━━━━━ DATASET RECORDS

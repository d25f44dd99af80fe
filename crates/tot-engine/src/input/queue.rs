/// Input event types the engine understands.
/// Generic — no game-specific semantics.
#[derive(Debug, Clone, Copy, PartialEq)]
pub enum InputEvent {
    /// A touch/click began at world coordinates (x, y).
    PointerDown { x: f32, y: f32 },
    /// A touch/cursor moved to world coordinates (x, y).
    PointerMove { x: f32, y: f32 },
    /// A touch/click ended at world coordinates (x, y).
    PointerUp { x: f32, y: f32 },
    /// The platform cancelled the touch (incoming call, palm rejection).
    /// Treated as a release at the last known position.
    PointerCancel,
    /// A command from the host UI (hint button, skip button, ...).
    /// `command` is game-defined.
    Command { command: u32 },
}

/// A queue of input events.
/// The host writes events into the queue; the runner drains them each frame.
pub struct InputQueue {
    events: Vec<InputEvent>,
}

impl InputQueue {
    pub fn new() -> Self {
        Self {
            events: Vec::with_capacity(32),
        }
    }

    /// Push a new input event (called from the host's event handlers).
    pub fn push(&mut self, event: InputEvent) {
        self.events.push(event);
    }

    /// Drain all pending events. Returns a Vec and clears the queue.
    pub fn drain(&mut self) -> Vec<InputEvent> {
        std::mem::take(&mut self.events)
    }

    /// Iterate over pending events without consuming them.
    pub fn iter(&self) -> impl Iterator<Item = &InputEvent> {
        self.events.iter()
    }

    /// Check if there are pending events.
    pub fn is_empty(&self) -> bool {
        self.events.is_empty()
    }

    /// Number of pending events.
    pub fn len(&self) -> usize {
        self.events.len()
    }
}

impl Default for InputQueue {
    fn default() -> Self {
        Self::new()
    }
}

#[cfg(test)]
mod tests {
    use super::*;

    #[test]
    fn push_and_drain() {
        let mut q = InputQueue::new();
        q.push(InputEvent::PointerDown { x: 10.0, y: 20.0 });
        q.push(InputEvent::Command { command: 3 });
        assert_eq!(q.len(), 2);
        let events = q.drain();
        assert_eq!(events.len(), 2);
        assert!(q.is_empty());
    }

    #[test]
    fn drain_preserves_order() {
        let mut q = InputQueue::new();
        q.push(InputEvent::PointerDown { x: 1.0, y: 1.0 });
        q.push(InputEvent::PointerMove { x: 2.0, y: 2.0 });
        q.push(InputEvent::PointerUp { x: 3.0, y: 3.0 });
        let events = q.drain();
        assert_eq!(events[0], InputEvent::PointerDown { x: 1.0, y: 1.0 });
        assert_eq!(events[2], InputEvent::PointerUp { x: 3.0, y: 3.0 });
    }
}
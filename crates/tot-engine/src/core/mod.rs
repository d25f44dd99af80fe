pub mod rng;
pub mod store;
pub mod timer;
pub mod viewport;
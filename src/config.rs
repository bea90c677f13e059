use std::env;
use std::path::PathBuf;
use std::str::FromStr;
use std::time::Duration;
use crate::error::{AppError, Result};

pub const DEFAULT_BASE_URL: &str = "https://coinmarketcap.com/";
pub const DEFAULT_USER_AGENT: &str = "Mozilla/5.0 (Macintosh; Intel Mac OS X 10_15_7) AppleWebKit/537.36 (KHTML, like Gecko) Chrome/124.0.0.0 Safari/537.36";
pub const DEFAULT_STAT_LABELS: [&str; 3] = ["FDV", "Volume (24h)", "Total Supply"];

/// What the extraction core needs from the caller. Nothing in the core reads
/// the environment.
#[derive(Debug, Clone, PartialEq)]
pub struct ExtractionConfig {
    pub stat_labels: Vec<String>,
    pub ratio_threshold: f64,
    /// Maximum number of detail documents to harvest and extract.
    pub record_limit: Option<usize>,
}

impl Default for ExtractionConfig {
    fn default() -> Self {
        Self {
            stat_labels: DEFAULT_STAT_LABELS.iter().map(|s| s.to_string()).collect(),
            ratio_threshold: 0.3,
            record_limit: Some(300),
        }
    }
}

#[derive(Debug, Clone)]
pub struct Config {
    pub base_url: String,
    pub list_pages: u32,
    pub user_agent: String,
    pub request_timeout: Duration,
    pub output_dir: PathBuf,
    /// Run offline from a saved detail archive instead of fetching.
    pub archive_path: Option<PathBuf>,
    pub extraction: ExtractionConfig,
}

impl Config {
    pub fn load() -> Result<Self> {
        // Load environment variables from .env file if it exists
        dotenv::dotenv().ok();

        Self::from_lookup(|key| env::var(key).ok())
    }

    /// Builds the configuration from any key lookup, with defaults for unset keys.
    pub fn from_lookup<F>(lookup: F) -> Result<Self>
    where
        F: Fn(&str) -> Option<String>,
    {
        let get = |key: &str| lookup(key).map(|v| v.trim().to_string()).filter(|v| !v.is_empty());

        let mut base_url = get("BASE_URL").unwrap_or_else(|| DEFAULT_BASE_URL.to_string());
        if !base_url.ends_with('/') {
            base_url.push('/');
        }

        let list_pages = parse_or(get("LIST_PAGES"), "LIST_PAGES", 3u32)?;
        let timeout_secs = parse_or(get("REQUEST_TIMEOUT_SECS"), "REQUEST_TIMEOUT_SECS", 20u64)?;
        let record_limit = match parse_or(get("RECORD_LIMIT"), "RECORD_LIMIT", 300usize)? {
            0 => None,
            n => Some(n),
        };

        let ratio_threshold = parse_or(get("RATIO_THRESHOLD"), "RATIO_THRESHOLD", 0.3f64)?;
        if !ratio_threshold.is_finite() {
            return Err(AppError::ConfigError(format!(
                "Invalid RATIO_THRESHOLD: {}",
                ratio_threshold
            )));
        }

        let stat_labels = match get("STAT_LABELS") {
            Some(raw) => raw
                .split(',')
                .map(str::trim)
                .filter(|l| !l.is_empty())
                .map(String::from)
                .collect(),
            None => ExtractionConfig::default().stat_labels,
        };

        Ok(Config {
            base_url,
            list_pages,
            user_agent: get("USER_AGENT").unwrap_or_else(|| DEFAULT_USER_AGENT.to_string()),
            request_timeout: Duration::from_secs(timeout_secs),
            output_dir: PathBuf::from(get("OUTPUT_DIR").unwrap_or_else(|| ".".to_string())),
            archive_path: get("ARCHIVE_PATH").map(PathBuf::from),
            extraction: ExtractionConfig {
                stat_labels,
                ratio_threshold,
                record_limit,
            },
        })
    }
}

fn parse_or<T>(raw: Option<String>, key: &str, default: T) -> Result<T>
where
    T: FromStr,
    T::Err: std::fmt::Display,
{
    match raw {
        Some(v) => v
            .parse::<T>()
            .map_err(|e| AppError::ConfigError(format!("Invalid {}: {}", key, e))),
        None => Ok(default),
    }
}
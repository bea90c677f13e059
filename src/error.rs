#[derive(Debug, thiserror::Error)]
pub enum AppError {
    #[error("Failed to fetch data: {0}")]
    FetchError(String),

    #[error("Configuration error: {0}")]
    ConfigError(String),

    #[error("I/O error: {0}")]
    Io(#[from] std::io::Error),

    #[error("JSON error: {0}")]
    Json(#[from] serde_json::Error),
}

impl From<reqwest::Error> for AppError {
    fn from(err: reqwest::Error) -> Self {
        AppError::FetchError(err.to_string())
    }
}

pub type Result<T> = std::result::Result<T, AppError>;
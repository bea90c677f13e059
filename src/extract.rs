//! One `CryptoRecord` per detail page.

use scraper::Html;
use serde::de::{MapAccess, Visitor};
use serde::ser::SerializeMap;
use serde::{Deserialize, Deserializer, Serialize, Serializer};
use std::fmt;

use crate::locate::{locate, FieldSpec};
use crate::normalize::{normalize, SENTINEL};

/// Labeled statistics in the order they were requested.
#[derive(Debug, Clone, Default, PartialEq)]
pub struct Stats(Vec<(String, String)>);

impl Stats {
    pub fn new() -> Self {
        Self::default()
    }

    /// Inserts or replaces `key`, keeping the position of its first insertion.
    pub fn insert(&mut self, key: String, value: String) {
        match self.0.iter_mut().find(|(k, _)| *k == key) {
            Some(slot) => slot.1 = value,
            None => self.0.push((key, value)),
        }
    }

    pub fn get(&self, key: &str) -> Option<&str> {
        self.0
            .iter()
            .find(|(k, _)| k == key)
            .map(|(_, v)| v.as_str())
    }

    pub fn keys(&self) -> impl Iterator<Item = &str> {
        self.0.iter().map(|(k, _)| k.as_str())
    }

    pub fn len(&self) -> usize {
        self.0.len()
    }

    pub fn is_empty(&self) -> bool {
        self.0.is_empty()
    }
}

impl Serialize for Stats {
    fn serialize<S: Serializer>(&self, serializer: S) -> Result<S::Ok, S::Error> {
        let mut map = serializer.serialize_map(Some(self.0.len()))?;
        for (k, v) in &self.0 {
            map.serialize_entry(k, v)?;
        }
        map.end()
    }
}

impl<'de> Deserialize<'de> for Stats {
    fn deserialize<D: Deserializer<'de>>(deserializer: D) -> Result<Self, D::Error> {
        struct StatsVisitor;

        impl<'de> Visitor<'de> for StatsVisitor {
            type Value = Stats;

            fn expecting(&self, f: &mut fmt::Formatter) -> fmt::Result {
                f.write_str("a map of statistic labels to display text")
            }

            fn visit_map<A: MapAccess<'de>>(self, mut access: A) -> Result<Stats, A::Error> {
                let mut stats = Stats::new();
                while let Some((k, v)) = access.next_entry::<String, String>()? {
                    stats.insert(k, v);
                }
                Ok(stats)
            }
        }

        deserializer.deserialize_map(StatsVisitor)
    }
}

/// Structured data for one coin. Text fields hold `"N/A"` when they could not
/// be located; `ratio` is `null` unless both market cap and FDV parsed to
/// non-zero amounts.
#[derive(Debug, Clone, PartialEq, Serialize, Deserialize)]
#[serde(rename_all = "camelCase")]
pub struct CryptoRecord {
    pub name: String,
    pub price: String,
    pub market_cap: String,
    pub stats: Stats,
    pub ratio: Option<f64>,
    #[serde(default, skip_serializing_if = "Option::is_none")]
    pub source_link: Option<String>,
}

impl CryptoRecord {
    pub fn with_source_link(mut self, link: impl Into<String>) -> Self {
        self.source_link = Some(link.into());
        self
    }

    /// Progress line: `NNN | name | price | MC … | FDV … | ratio …`.
    pub fn summary_line(&self, index: usize) -> String {
        let ratio = self
            .ratio
            .map(|r| format!("{r:.4}"))
            .unwrap_or_else(|| SENTINEL.to_string());
        format!(
            "{index:03} | {} | {} | MC {} | FDV {} | ratio {ratio}",
            self.name,
            self.price,
            self.market_cap,
            self.stats.get(FDV_KEY).unwrap_or(SENTINEL),
        )
    }
}

/// Stats key always filled with the fully diluted valuation text.
pub const FDV_KEY: &str = "fdv";

/// Snake-case key for a stat label: `"Volume (24h)"` becomes `"volume_24h"`,
/// `"Cap. Marché"` becomes `"cap_marché"`.
pub fn stat_key(label: &str) -> String {
    label
        .to_lowercase()
        .chars()
        .filter(|c| c.is_alphanumeric() || c.is_whitespace() || *c == '_')
        .collect::<String>()
        .split_whitespace()
        .collect::<Vec<_>>()
        .join("_")
}

/// Market cap / FDV, defined only for two present, non-zero amounts.
pub fn compute_ratio(market_cap: Option<f64>, fdv: Option<f64>) -> Option<f64> {
    match (market_cap, fdv) {
        (Some(mc), Some(fdv)) if mc != 0.0 && fdv != 0.0 => {
            let r = mc / fdv;
            r.is_finite().then_some(r)
        }
        _ => None,
    }
}

/// Parses `html` and extracts a record. Never fails: unusable input yields a
/// record made of placeholders.
pub fn extract(html: &str, stat_labels: &[String]) -> CryptoRecord {
    let document = Html::parse_document(html);
    extract_document(&document, stat_labels)
}

pub fn extract_document(doc: &Html, stat_labels: &[String]) -> CryptoRecord {
    let text = |field: &FieldSpec| locate(doc, field).unwrap_or_else(|| SENTINEL.to_string());

    let market_cap = text(&FieldSpec::MarketCap);
    let fdv = text(&FieldSpec::FullyDilutedValue);

    let mut stats = Stats::new();
    stats.insert(FDV_KEY.to_string(), fdv.clone());
    for label in stat_labels {
        let field = FieldSpec::from_label(label);
        let value = match field {
            FieldSpec::MarketCap => market_cap.clone(),
            FieldSpec::FullyDilutedValue => fdv.clone(),
            ref other => text(other),
        };
        stats.insert(stat_key(label), value);
    }

    CryptoRecord {
        name: text(&FieldSpec::Name),
        price: text(&FieldSpec::Price),
        ratio: compute_ratio(normalize(&market_cap), normalize(&fdv)),
        market_cap,
        stats,
        source_link: None,
    }
}
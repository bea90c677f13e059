//! Page acquisition. The extraction core only ever sees the HTML these return.

use async_trait::async_trait;
use reqwest::{Client, ClientBuilder};
use tracing::{debug, info, warn};

use crate::archive::{PageArchive, PageKey};
use crate::config::Config;
use crate::error::{AppError, Result};
use crate::pipeline::CancelToken;

#[async_trait]
pub trait Harvester: Send + Sync {
    /// Listing pages `1..=count`, keyed by page number. Pages that fail to load
    /// are skipped; a tripped `cancel` stops before the next page.
    async fn fetch_listing_pages(&self, count: u32, cancel: &CancelToken) -> Result<PageArchive>;

    /// Raw HTML of one coin detail page.
    async fn fetch_detail_document(&self, slug: &str) -> Result<String>;

    /// Where a detail page lives, recorded as the record's source link.
    fn detail_url(&self, slug: &str) -> String;
}

/// Plain HTTP harvester over a shared `reqwest` client.
pub struct HttpHarvester {
    client: Client,
    base_url: String,
}

impl HttpHarvester {
    pub fn new(config: &Config) -> Result<Self> {
        let client = ClientBuilder::new()
            .user_agent(config.user_agent.clone())
            .timeout(config.request_timeout)
            .connect_timeout(config.request_timeout.min(std::time::Duration::from_secs(5)))
            .pool_max_idle_per_host(10)
            .build()?;
        Ok(Self {
            client,
            base_url: config.base_url.clone(),
        })
    }

    pub fn listing_url(&self, page: u32) -> String {
        if page <= 1 {
            self.base_url.clone()
        } else {
            format!("{}?page={}", self.base_url, page)
        }
    }

    async fn fetch_html(&self, url: &str) -> Result<String> {
        let response = self.client.get(url).send().await?;
        let status = response.status();
        if !status.is_success() {
            return Err(AppError::FetchError(format!("{} returned {}", url, status)));
        }
        let html = response.text().await?;
        Ok(html)
    }
}

#[async_trait]
impl Harvester for HttpHarvester {
    async fn fetch_listing_pages(&self, count: u32, cancel: &CancelToken) -> Result<PageArchive> {
        let mut archive = PageArchive::new();
        for page in 1..=count {
            if cancel.is_cancelled() {
                info!(page, "listing harvest cancelled");
                break;
            }
            let url = self.listing_url(page);
            match self.fetch_html(&url).await {
                Ok(html) => {
                    debug!(page, bytes = html.len(), "listing page fetched");
                    archive.push(PageKey::Page(page), Some(url), html);
                }
                Err(err) => warn!(page, error = %err, "skipping listing page"),
            }
        }
        info!(pages = archive.len(), requested = count, "listing pages harvested");
        Ok(archive)
    }

    async fn fetch_detail_document(&self, slug: &str) -> Result<String> {
        self.fetch_html(&self.detail_url(slug)).await
    }

    fn detail_url(&self, slug: &str) -> String {
        format!("{}currencies/{}/", self.base_url, slug)
    }
}

/// Serves previously captured pages, for offline runs and fixtures.
pub struct ArchiveHarvester {
    listing: PageArchive,
    details: PageArchive,
}

impl ArchiveHarvester {
    pub fn new(listing: PageArchive, details: PageArchive) -> Self {
        Self { listing, details }
    }
}

#[async_trait]
impl Harvester for ArchiveHarvester {
    async fn fetch_listing_pages(&self, count: u32, cancel: &CancelToken) -> Result<PageArchive> {
        let mut archive = PageArchive::new();
        for page in self.listing.pages() {
            if cancel.is_cancelled() {
                break;
            }
            if matches!(page.key, PageKey::Page(n) if n <= count) {
                archive.push(page.key.clone(), page.url.clone(), page.html.clone());
            }
        }
        Ok(archive)
    }

    async fn fetch_detail_document(&self, slug: &str) -> Result<String> {
        self.details
            .get(&PageKey::Slug(slug.to_string()))
            .map(|p| p.html.clone())
            .ok_or_else(|| AppError::FetchError(format!("no archived page for {}", slug)))
    }

    fn detail_url(&self, slug: &str) -> String {
        self.details
            .get(&PageKey::Slug(slug.to_string()))
            .and_then(|p| p.url.clone())
            .unwrap_or_else(|| format!("archive:{}", slug))
    }
}
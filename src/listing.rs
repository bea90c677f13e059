//! Detail-page slugs from harvested listing pages.

use once_cell::sync::Lazy;
use regex::Regex;
use scraper::{Html, Selector};

static ROWS: Lazy<Selector> =
    Lazy::new(|| Selector::parse("tbody tr").expect("Failed to parse row selector"));
static LINKS: Lazy<Selector> =
    Lazy::new(|| Selector::parse("a[href]").expect("Failed to parse link selector"));
static RX_DETAIL_HREF: Lazy<Regex> = Lazy::new(|| {
    Regex::new(r"^(?:/[a-z]{2}(?:-[a-z]{2})?)?/currencies/([^/#?]+)/?$")
        .expect("Failed to compile detail href regex")
});

/// Slug of a coin detail link such as `/currencies/bitcoin/` or
/// `/fr/currencies/bitcoin/`.
pub fn slug_from_href(href: &str) -> Option<&str> {
    RX_DETAIL_HREF
        .captures(href)
        .and_then(|c| c.get(1))
        .map(|m| m.as_str())
}

/// One slug per table row, first detail link wins, duplicates dropped.
pub fn detail_slugs(html: &str) -> Vec<String> {
    let document = Html::parse_document(html);
    let mut slugs: Vec<String> = Vec::new();

    for row in document.select(&ROWS) {
        let slug = row
            .select(&LINKS)
            .filter_map(|a| a.value().attr("href"))
            .find_map(slug_from_href);
        if let Some(slug) = slug {
            if !slugs.iter().any(|s| s == slug) {
                slugs.push(slug.to_string());
            }
        }
    }

    slugs
}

━━━━━━━━━━

* _ABOUT THIS EXERCISE_: Which lines in the data hold the string "engine"? Copy each of them.

* _OUTPUT_:
filename crates/tot-engine/src/input/queue.rs
/// Input event types the engine understands.
filename crates/tot-engine/src/core/mod.rs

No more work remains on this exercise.